1983 single by Electric Light Orchestra

"Four Little Diamonds" is a song by the British rock music group Electric Light Orchestra (ELO) from their 1983 album Secret Messages. It was also featured on their compilation albums Afterglow (with a slightly longer intro) and Flashback. The single did not do very well in the US, spending only two weeks on the Billboard Hot 100 chart and peaking at number 86. It also charted low in the UK, peaking at number 84.

The song refers to the search made by the singer for his cheating lover who also emotionally conned him because of a ring which had 'four little diamonds' set into it.

There was also a UK 12-inch Jet 3-track version with "The Bouncer" on the B-side.
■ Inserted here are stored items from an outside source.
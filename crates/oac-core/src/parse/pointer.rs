//! JSON Pointer resolution restricted to absolute in-document references.

use serde_json::Value;

use crate::error::ResolveError;

/// Split an absolute `#/a/b` reference into unescaped path segments.
pub fn segments(reference: &str) -> Result<Vec<String>, ResolveError> {
    let Some(pointer) = reference.strip_prefix('#') else {
        return Err(ResolveError::NotAbsolute(reference.to_string()));
    };
    if pointer.is_empty() {
        return Ok(Vec::new());
    }
    let Some(pointer) = pointer.strip_prefix('/') else {
        return Err(ResolveError::NotAbsolute(reference.to_string()));
    };
    Ok(pointer.split('/').map(unescape).collect())
}

/// RFC 6901 unescaping. `~1` is replaced before `~0` so `~01` stays `~1`.
pub fn unescape(segment: &str) -> String {
    segment.replace("~1", "/").replace("~0", "~")
}

/// RFC 6901 escaping, the inverse of [`unescape`].
pub fn escape(segment: &str) -> String {
    segment.replace('~', "~0").replace('/', "~1")
}

/// Pointer to the component schema called `name`.
pub fn schema_pointer(name: &str) -> String {
    format!("#/components/schemas/{}", escape(name))
}

/// The last unescaped segment of a reference, if any.
pub fn last_segment(reference: &str) -> Result<Option<String>, ResolveError> {
    Ok(segments(reference)?.pop())
}

/// Walk `reference` from `root`. Pure; callers guard against cycles.
pub fn resolve<'a>(root: &'a Value, reference: &str) -> Result<&'a Value, ResolveError> {
    let mut node = root;
    for segment in segments(reference)? {
        node = match node {
            Value::Object(map) => map.get(&segment).ok_or_else(|| ResolveError::NotFound {
                reference: reference.to_string(),
                segment: segment.clone(),
            })?,
            Value::Array(items) => {
                let index: usize = segment.parse().map_err(|_| ResolveError::TypeMismatch {
                    reference: reference.to_string(),
                    segment: segment.clone(),
                    found: "an array",
                })?;
                items.get(index).ok_or_else(|| ResolveError::NotFound {
                    reference: reference.to_string(),
                    segment: segment.clone(),
                })?
            }
            other => {
                return Err(ResolveError::TypeMismatch {
                    reference: reference.to_string(),
                    segment,
                    found: kind_of(other),
                });
            }
        };
    }
    Ok(node)
}

fn kind_of(value: &Value) -> &'static str {
    match value {
        Value::Null => "null",
        Value::Bool(_) => "a boolean",
        Value::Number(_) => "a number",
        Value::String(_) => "a string",
        Value::Array(_) => "an array",
        Value::Object(_) => "an object",
    }
}
use oac_core::Document;
use oac_core::error::CompileError;
use oac_core::parse::pointer::schema_pointer;

use super::{EmitOptions, finish_file};
use crate::compile::Compiler;
use crate::compile::transform::Mode;
use crate::context::Context;
use crate::formats::FormatRegistry;
use crate::fragment::Code;
use crate::{cat, code};

/// Emit `types.ts`: one type per component schema, plus `parse<Name>` and
/// `serialize<Name>` for schemas whose wire form differs from their type.
pub fn emit_types(doc: &Document, formats: &FormatRegistry, options: &EmitOptions) -> Result<String, CompileError> {
    let compiler = Compiler::new(doc, formats);
    let mut ctx = Context::new();
    let mut body = Code::new();

    for (key, schema) in doc.spec().schemas() {
        let pointer = schema_pointer(key);
        let name = compiler.type_name(&mut ctx, &pointer)?;
        log::debug!("emitting type {name}");
        let ty = compiler.schema_to_type(&mut ctx, schema)?;
        body.append(cat!(format!("export type {name} = "), ty, ";\n\n"));

        for mode in [Mode::Parser, Mode::Serializer] {
            if !compiler.needs_transform(&ctx, &pointer, mode)? {
                continue;
            }
            let function = compiler.transform_function(&mut ctx, &pointer, mode)?;
            let value = code!("value");
            let transformed = compiler.schema_to_transform(&mut ctx, schema, mode, &value)?;
            let signature = match mode {
                Mode::Parser => format!("export function {function}(value: any): {name} {{\n"),
                Mode::Serializer => format!("export function {function}(value: {name}): any {{\n"),
            };
            body.append(cat!(signature, "  return ", transformed, ";\n}\n\n"));
        }
    }
    if body.is_empty() {
        body.push("export {};\n");
    }
    Ok(finish_file(&ctx, options, &[], body))
}

#[cfg(test)]
mod tests {
    use super::*;

    fn options() -> EmitOptions {
        EmitOptions {
            runtime_module: "oac-runtime".to_string(),
            annotate: false,
        }
    }

    #[test]
    fn test_types_and_transforms() {
        let doc = oac_core::parse::from_yaml(
            r#"
openapi: "3.0.3"
info: { title: T, version: "1" }
paths: {}
components:
  schemas:
    Pet:
      type: object
      required: [id, name]
      properties:
        id: { type: string, format: uuid }
        name: { type: string }
    Name:
      type: string
"#,
        )
        .unwrap();
        let formats = FormatRegistry::builtin("oac-runtime");
        let file = emit_types(&doc, &formats, &options()).unwrap();
        assert!(file.contains("import { Uuid, isUuid, parseUuid } from \"oac-runtime\";"));
        assert!(file.contains("export type Pet = { \"id\": Uuid; \"name\": string };"));
        assert!(file.contains(
            "export function parsePet(value: any): Pet {\n  return { ...value, \"id\": parseUuid(value[\"id\"]) };\n}"
        ));
        assert!(!file.contains("serializePet"));
        assert!(file.contains("export type Name = string;"));
        assert!(!file.contains("parseName"));
        assert!(!file.contains("import * as Runtime"));
    }

    #[test]
    fn test_no_components() {
        let doc = oac_core::parse::from_yaml(
            "openapi: \"3.0.3\"\ninfo: { title: T, version: \"1\" }\npaths: {}\n",
        )
        .unwrap();
        let formats = FormatRegistry::builtin("oac-runtime");
        let file = emit_types(&doc, &formats, &options()).unwrap();
        assert!(file.ends_with("export {};\n"));
    }
}
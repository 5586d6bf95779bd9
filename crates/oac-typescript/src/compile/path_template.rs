use crate::fragment::Code;

/// A path such as `/pets/{petId}` split into literal text and placeholders.
#[derive(Debug, Clone, PartialEq, Eq)]
pub struct PathTemplate {
    segments: Vec<Segment>,
}

#[derive(Debug, Clone, PartialEq, Eq)]
pub enum Segment {
    Literal(String),
    Placeholder(String),
}

impl PathTemplate {
    /// Linear scan for `{...}` spans. An unclosed `{` stays literal text.
    pub fn parse(path: &str) -> Self {
        let mut segments = Vec::new();
        let mut rest = path;
        while let Some(open) = rest.find('{') {
            let Some(close) = rest[open..].find('}').map(|i| open + i) else {
                break;
            };
            if open > 0 {
                segments.push(Segment::Literal(rest[..open].to_string()));
            }
            segments.push(Segment::Placeholder(rest[open + 1..close].to_string()));
            rest = &rest[close + 1..];
        }
        if !rest.is_empty() {
            segments.push(Segment::Literal(rest.to_string()));
        }
        Self { segments }
    }

    pub fn segments(&self) -> &[Segment] {
        &self.segments
    }

    pub fn placeholders(&self) -> Vec<&str> {
        self.segments
            .iter()
            .filter_map(|segment| match segment {
                Segment::Placeholder(name) => Some(name.as_str()),
                Segment::Literal(_) => None,
            })
            .collect()
    }

    /// A template literal with `f(name)` spliced in at every placeholder.
    #[track_caller]
    pub fn render(&self, mut f: impl FnMut(&str) -> Code) -> Code {
        let mut out = Code::text("`");
        for segment in &self.segments {
            match segment {
                Segment::Literal(text) => out.push(escape_template_text(text)),
                Segment::Placeholder(name) => {
                    out.push("${");
                    out.append(f(name));
                    out.push("}");
                }
            }
        }
        out.push("`");
        out
    }

    /// The path with `{name}` rewritten to the router's `:name` syntax.
    pub fn route_pattern(&self) -> String {
        self.segments
            .iter()
            .map(|segment| match segment {
                Segment::Literal(text) => text.clone(),
                Segment::Placeholder(name) => format!(":{name}"),
            })
            .collect()
    }
}

/// Render `path` as a template literal and return it with its placeholder names.
#[track_caller]
pub fn template(path: &str, f: impl FnMut(&str) -> Code) -> (Code, Vec<String>) {
    let parsed = PathTemplate::parse(path);
    let names = parsed.placeholders().into_iter().map(str::to_string).collect();
    (parsed.render(f), names)
}

fn escape_template_text(text: &str) -> String {
    text.replace('\\', "\\\\").replace('`', "\\`").replace("${", "\\${")
}

#[cfg(test)]
mod tests {
    use super::*;
    use crate::code;

    #[test]
    fn test_template_placeholders() {
        let (code, names) = template("/entry/{id}/completed", |name| code!("f({name})"));
        assert_eq!(names, vec!["id".to_string()]);
        assert_eq!(code.render(), "`/entry/${f(id)}/completed`");
    }

    #[test]
    fn test_multiple_and_adjacent() {
        let parsed = PathTemplate::parse("/{a}{b}/x");
        assert_eq!(parsed.placeholders(), vec!["a", "b"]);
        assert_eq!(parsed.route_pattern(), "/:a:b/x");
    }

    #[test]
    fn test_no_placeholders() {
        let (code, names) = template("/pets", |_| code!("unused"));
        assert!(names.is_empty());
        assert_eq!(code.render(), "`/pets`");
    }

    #[test]
    fn test_unclosed_brace_is_literal() {
        let parsed = PathTemplate::parse("/a/{b");
        assert_eq!(parsed.segments(), &[Segment::Literal("/a/{b".to_string())]);
    }
}
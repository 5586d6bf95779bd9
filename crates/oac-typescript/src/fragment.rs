//! Provenance-tagged generated code.
//!
//! A [`Code`] value is an append-only list of [`Fragment`]s. Each fragment
//! remembers where it was produced: the generator call site (captured with
//! `#[track_caller]`), the file preamble, or a string-format template.

use std::fmt;
use std::panic::Location;

/// Where a fragment of generated code came from.
#[derive(Debug, Clone, PartialEq, Eq)]
pub enum Origin {
    Site { file: &'static str, line: u32 },
    Preamble,
    StringFormat(String),
}

impl Origin {
    #[track_caller]
    pub fn caller() -> Self {
        let location = Location::caller();
        Origin::Site {
            file: location.file(),
            line: location.line(),
        }
    }
}

impl fmt::Display for Origin {
    fn fmt(&self, f: &mut fmt::Formatter<'_>) -> fmt::Result {
        match self {
            Origin::Site { file, line } => write!(f, "{file}:{line}"),
            Origin::Preamble => f.write_str("preamble"),
            Origin::StringFormat(name) => write!(f, "string-format:{name}"),
        }
    }
}

#[derive(Debug, Clone, PartialEq, Eq)]
pub struct Fragment {
    pub text: String,
    pub origin: Origin,
}

/// Generated code: ordered fragments whose concatenation is the source text.
#[derive(Debug, Clone, Default, PartialEq, Eq)]
pub struct Code {
    fragments: Vec<Fragment>,
}

impl Code {
    pub fn new() -> Self {
        Self::default()
    }

    #[track_caller]
    pub fn text(text: impl Into<String>) -> Self {
        Self::tagged(text, Origin::caller())
    }

    pub fn tagged(text: impl Into<String>, origin: Origin) -> Self {
        let mut code = Self::new();
        code.push_fragment(Fragment {
            text: text.into(),
            origin,
        });
        code
    }

    #[track_caller]
    pub fn push(&mut self, text: impl AsRef<str>) {
        self.push_fragment(Fragment {
            text: text.as_ref().to_string(),
            origin: Origin::caller(),
        });
    }

    /// Append another piece of code, keeping its provenance.
    pub fn append(&mut self, other: Code) {
        for fragment in other.fragments {
            self.push_fragment(fragment);
        }
    }

    fn push_fragment(&mut self, fragment: Fragment) {
        if fragment.text.is_empty() {
            return;
        }
        match self.fragments.last_mut() {
            Some(last) if last.origin == fragment.origin => last.text.push_str(&fragment.text),
            _ => self.fragments.push(fragment),
        }
    }

    pub fn fragments(&self) -> &[Fragment] {
        &self.fragments
    }

    pub fn is_empty(&self) -> bool {
        self.fragments.is_empty()
    }

    /// Join pieces with a separator tagged at the caller.
    #[track_caller]
    pub fn join(parts: impl IntoIterator<Item = Code>, separator: &str) -> Code {
        let origin = Origin::caller();
        let mut out = Code::new();
        for (i, part) in parts.into_iter().enumerate() {
            if i > 0 {
                out.push_fragment(Fragment {
                    text: separator.to_string(),
                    origin: origin.clone(),
                });
            }
            out.append(part);
        }
        out
    }

    /// Wrap in parentheses unless the code is a plain path or literal.
    #[track_caller]
    pub fn parenthesized(&self) -> Code {
        if is_simple_expression(&self.render()) {
            self.clone()
        } else {
            let mut out = Code::text("(");
            out.append(self.clone());
            out.push(")");
            out
        }
    }

    /// Parenthesise object literals so an arrow function returns them
    /// instead of reading them as a block.
    #[track_caller]
    pub fn arrow_body(&self) -> Code {
        if self.render().starts_with('{') {
            let mut out = Code::text("(");
            out.append(self.clone());
            out.push(")");
            out
        } else {
            self.clone()
        }
    }

    pub fn render(&self) -> String {
        self.fragments.iter().map(|f| f.text.as_str()).collect()
    }

    /// Render with a `/* origin */` marker in front of every fragment.
    pub fn render_annotated(&self) -> String {
        let mut out = String::new();
        for fragment in &self.fragments {
            out.push_str(&format!("/* {} */", fragment.origin));
            out.push_str(&fragment.text);
        }
        out
    }
}

impl fmt::Display for Code {
    fn fmt(&self, f: &mut fmt::Formatter<'_>) -> fmt::Result {
        f.write_str(&self.render())
    }
}

/// Conversion used by [`cat!`]; plain text is tagged with the caller.
pub trait IntoCode {
    fn into_code(self) -> Code;
}

impl IntoCode for Code {
    fn into_code(self) -> Code {
        self
    }
}

impl IntoCode for &Code {
    fn into_code(self) -> Code {
        self.clone()
    }
}

impl IntoCode for &str {
    #[track_caller]
    fn into_code(self) -> Code {
        Code::text(self)
    }
}

impl IntoCode for String {
    #[track_caller]
    fn into_code(self) -> Code {
        Code::text(self)
    }
}

impl IntoCode for &String {
    #[track_caller]
    fn into_code(self) -> Code {
        Code::text(self.as_str())
    }
}

/// Formatted text as a fragment tagged with the call site.
#[macro_export]
macro_rules! code {
    ($($arg:tt)*) => {
        $crate::fragment::Code::text(format!($($arg)*))
    };
}

/// Concatenate text and code pieces, preserving the provenance of each.
#[macro_export]
macro_rules! cat {
    ($($part:expr),* $(,)?) => {{
        let mut out = $crate::fragment::Code::new();
        $( out.append($crate::fragment::IntoCode::into_code($part)); )*
        out
    }};
}

/// A field of an object type literal or of an argument list.
#[derive(Debug, Clone, PartialEq, Eq)]
pub struct ObjectField {
    pub name: String,
    pub ty: Code,
    pub optional: bool,
    /// Emit `name` verbatim instead of as a quoted key.
    pub raw: bool,
}

impl ObjectField {
    pub fn required(name: impl Into<String>, ty: Code) -> Self {
        Self {
            name: name.into(),
            ty,
            optional: false,
            raw: false,
        }
    }

    pub fn optional(name: impl Into<String>, ty: Code) -> Self {
        Self {
            optional: true,
            ..Self::required(name, ty)
        }
    }

    pub fn raw(mut self) -> Self {
        self.raw = true;
        self
    }

    #[track_caller]
    fn declaration(&self) -> Code {
        let key = if self.raw {
            self.name.clone()
        } else {
            quote(&self.name)
        };
        let marker = if self.optional { "?: " } else { ": " };
        let mut out = Code::text(format!("{key}{marker}"));
        out.append(self.ty.clone());
        out
    }
}

/// `{ "a": A; "b"?: B }`, or `{}` without fields.
#[track_caller]
pub fn object_type(fields: &[ObjectField]) -> Code {
    if fields.is_empty() {
        return Code::text("{}");
    }
    let mut out = Code::text("{ ");
    out.append(Code::join(fields.iter().map(ObjectField::declaration), "; "));
    out.push(" }");
    out
}

/// `a: A, b?: B` for a function signature.
#[track_caller]
pub fn argument_list(fields: &[ObjectField]) -> Code {
    Code::join(fields.iter().map(ObjectField::declaration), ", ")
}

/// A double-quoted string literal.
pub fn quote(text: &str) -> String {
    serde_json::Value::String(text.to_string()).to_string()
}

/// A JSON value as a literal, valid both as a value and as a type.
pub fn literal(value: &serde_json::Value) -> String {
    value.to_string()
}

/// Paths such as `value["id"].items` or literals, which never need parentheses.
pub fn is_simple_expression(expr: &str) -> bool {
    !expr.is_empty()
        && expr
            .chars()
            .all(|c| c.is_ascii_alphanumeric() || matches!(c, '_' | '$' | '.' | '[' | ']' | '"'))
}

#[cfg(test)]
mod tests {
    use super::*;

    #[test]
    fn test_fragments_keep_origins() {
        let mut code = Code::tagged("a", Origin::Preamble);
        code.append(Code::tagged("b", Origin::StringFormat("uuid".into())));
        code.push("c");
        assert_eq!(code.render(), "abc");
        assert_eq!(code.fragments().len(), 3);
        assert_eq!(code.fragments()[0].origin, Origin::Preamble);
        assert!(matches!(code.fragments()[2].origin, Origin::Site { .. }));
    }

    #[test]
    fn test_adjacent_same_origin_merges() {
        let mut code = Code::tagged("a", Origin::Preamble);
        code.append(Code::tagged("b", Origin::Preamble));
        assert_eq!(code.fragments().len(), 1);
    }

    #[test]
    fn test_annotated_render() {
        let code = Code::tagged("x", Origin::StringFormat("uri".into()));
        assert_eq!(code.render_annotated(), "/* string-format:uri */x");
    }

    #[test]
    fn test_cat_and_join() {
        let parts = vec![code!("a"), code!("b")];
        let joined = cat!("(", Code::join(parts, " | "), ")");
        assert_eq!(joined.render(), "(a | b)");
    }

    #[test]
    fn test_object_type_and_arguments() {
        let fields = vec![
            ObjectField::required("id", code!("string")),
            ObjectField::optional("note", code!("string")),
        ];
        assert_eq!(
            object_type(&fields).render(),
            r#"{ "id": string; "note"?: string }"#
        );
        let args = vec![
            ObjectField::required("transport", code!("Runtime.Transport")).raw(),
            ObjectField::optional("body", code!("Body")).raw(),
        ];
        assert_eq!(
            argument_list(&args).render(),
            "transport: Runtime.Transport, body?: Body"
        );
        assert_eq!(object_type(&[]).render(), "{}");
    }

    #[test]
    fn test_parenthesized() {
        assert_eq!(code!("value[\"id\"]").parenthesized().render(), "value[\"id\"]");
        assert_eq!(code!("a ? b : c").parenthesized().render(), "(a ? b : c)");
    }

    #[test]
    fn test_quote_escapes() {
        assert_eq!(quote("a\"b"), r#""a\"b""#);
    }
}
A UK 7-inch picture disc was also released featuring a competition to win 1 of 25 copies of the album re-cut from the master.

==Track listing==
All songs written by Jeff Lynne.
- 7"
1. "Four Little Diamonds" – 3:57
2. "Letter from Spain" – 2:51

- UK 12"

3. "Four Little Diamonds" – 3:57
4. "Letter from Spain" – 2:51
5. "The Bouncer" – 3:13

==Chart positions==

| Chart (1983) | Peak position |
|---|---|
| UK Singles Chart | 84 |
| US Billboard Hot 100 | 86 |

==In the Media==
- The song is featured in video game Grand Theft Auto: Vice City on the in-game radio station "Flash FM"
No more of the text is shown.